* **WORK ORDER**
In the material below, find each line that contains the word "cutoff" and copy it.

* **RECORDS SUPPLIED**
//! Memory write queue: `save_task_result` never blocks the caller.
//! Generalizes `command_queue.rs`'s lane pattern into a dedicated
//! single-concurrency "memory" lane, draining under a cross-process
//! file lock (`fs2`) before touching the structured/vector stores.

use crate::memory::advanced::discover_workflows;
use crate::memory::vector::{VectorStore, CORPUS_CONVERSATIONS};
use crate::memory::{structured, Memory};
use crate::schema::{StepRecord, Workflow};
use crate::workflows::WorkflowStore;
use fs2::FileExt;
use serde_json::Value;
use std::fs::OpenOptions;
use std::path::PathBuf;
use std::sync::Arc;
use tokio::sync::mpsc;

const QUEUE_CAPACITY: usize = 256;

pub struct SaveTaskResult {
    pub instruction: String,
    pub steps: Vec<StepRecord>,
    pub success: bool,
    pub duration_s: f64,
}

#[derive(Clone)]
pub struct MemoryQueue {
    tx: mpsc::Sender<SaveTaskResult>,
}

impl MemoryQueue {
    /// Spawns the drainer task and returns a handle. `lock_path` is the
    /// well-known cross-process lockfile (`.memory_lock` under the
    /// config directory).
    pub fn spawn(lock_path: PathBuf, vector: Arc<VectorStore>) -> Self {
        let (tx, mut rx) = mpsc::channel::<SaveTaskResult>(QUEUE_CAPACITY);

        tokio::spawn(async move {
            while let Some(task) = rx.recv().await {
                if let Err(e) = drain_one(&lock_path, &vector, task).await {
                    tracing::warn!(error = %e, "memory write failed, dropping");
                }
            }
        });

        MemoryQueue { tx }
    }

    /// Enqueues without acquiring the file lock; returns immediately.
    /// Queue-full drops with a warning (memory is best-effort).
    pub fn save_task_result(&self, entry: SaveTaskResult) {
        if self.tx.try_send(entry).is_err() {
            tracing::warn!("memory write queue full, dropping entry");
        }
    }
}

async fn drain_one(lock_path: &PathBuf, vector: &Arc<VectorStore>, task: SaveTaskResult) -> anyhow::Result<()> {
    let file = OpenOptions::new().write(true).create(true).open(lock_path)?;
    file.lock_exclusive()?;

    let result = async {
        let steps_json = serde_json::to_value(&task.steps)?;
        structured::add_instruction(&task.instruction, &steps_json, task.success, task.duration_s)?;

        let summary = format!(
            "Instruction: {} | success={} | steps={}",
            task.instruction,
            task.success,
            task.steps.len()
        );
        vector.add(CORPUS_CONVERSATIONS, &summary, Value::Null).await?;
        Ok::<(), anyhow::Error>(())
    }
    .await;

    file.unlock()?;
    result
}

/// Hourly maintenance tick: vector compaction (handled internally by
/// lancedb on write, nothing additional needed here), structured
/// cleanup, advanced-state snapshot, workflow re-discovery, and
/// error-screenshot pruning (Open Question #2).
pub async fn maintenance_tick(
    memory: &Memory,
    workflow_store: &WorkflowStore,
    downloads_dir: &PathBuf,
    retention_days: i64,
    screenshot_cap: usize,
) {
    if let Err(e) = structured::cleanup_old_data(retention_days) {
        tracing::warn!(error = %e, "structured cleanup failed");
    }

    match structured::workflow_candidates(3) {
        Ok(candidates) => {
            let discovered = discover_workflows(candidates);
            for candidate in &discovered {
                let workflow = Workflow {
                    name: candidate.pattern_id.clone(),
                    description: format!(
                        "auto-discovered: \"{}\" repeated {} times ({:.0}% success)",
                        candidate.normalized,
                        candidate.occurrences,
                        candidate.success_rate * 100.0
                    ),
                    instructions: candidate.action_sequence.clone(),
                };
                if let Err(e) = workflow_store.upsert(workflow) {
                    tracing::warn!(error = %e, pattern_id = %candidate.pattern_id, "failed to persist discovered workflow");
                }
            }
            tracing::info!(count = discovered.len(), "workflow re-discovery tick complete");
        }
        Err(e) => tracing::warn!(error = %e, "workflow discovery failed"),
    }

    if let Err(e) = memory.snapshot_advanced_state() {
        tracing::warn!(error = %e, "advanced-state snapshot failed");
    }

    prune_screenshots(downloads_dir, 7, screenshot_cap);
}

fn prune_screenshots(downloads_dir: &PathBuf, max_age_days: i64, cap: usize) {
    let Ok(entries) = std::fs::read_dir(downloads_dir) else { return };
    let cutoff = std::time::SystemTime::now() - std::time::Duration::from_secs(max_age_days as u64 * 86_400);

    let mut screenshots: Vec<(std::path::PathBuf, std::time::SystemTime)> = entries
        .filter_map(|e| e.ok())
        .filter(|e| {
            e.file_name()
                .to_str()
                .map(|n| n.contains("error_") || n.contains("login_error"))
                .unwrap_or(false)
        })
        .filter_map(|e| e.metadata().ok().and_then(|m| m.modified().ok()).map(|mtime| (e.path(), mtime)))
        .collect();

    screenshots.sort_by_key(|(_, mtime)| std::cmp::Reverse(*mtime));

    for (idx, (path, mtime)) in screenshots.iter().enumerate() {
        if idx >= cap || *mtime < cutoff {
            let _ = std::fs::remove_file(path);
        }
    }
}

* **OUTPUT OF THE EXERCISE**
    let cutoff = std::time::SystemTime::now() - std::time::Duration::from_secs(max_age_days as u64 * 86_400);
        if idx >= cap || *mtime < cutoff {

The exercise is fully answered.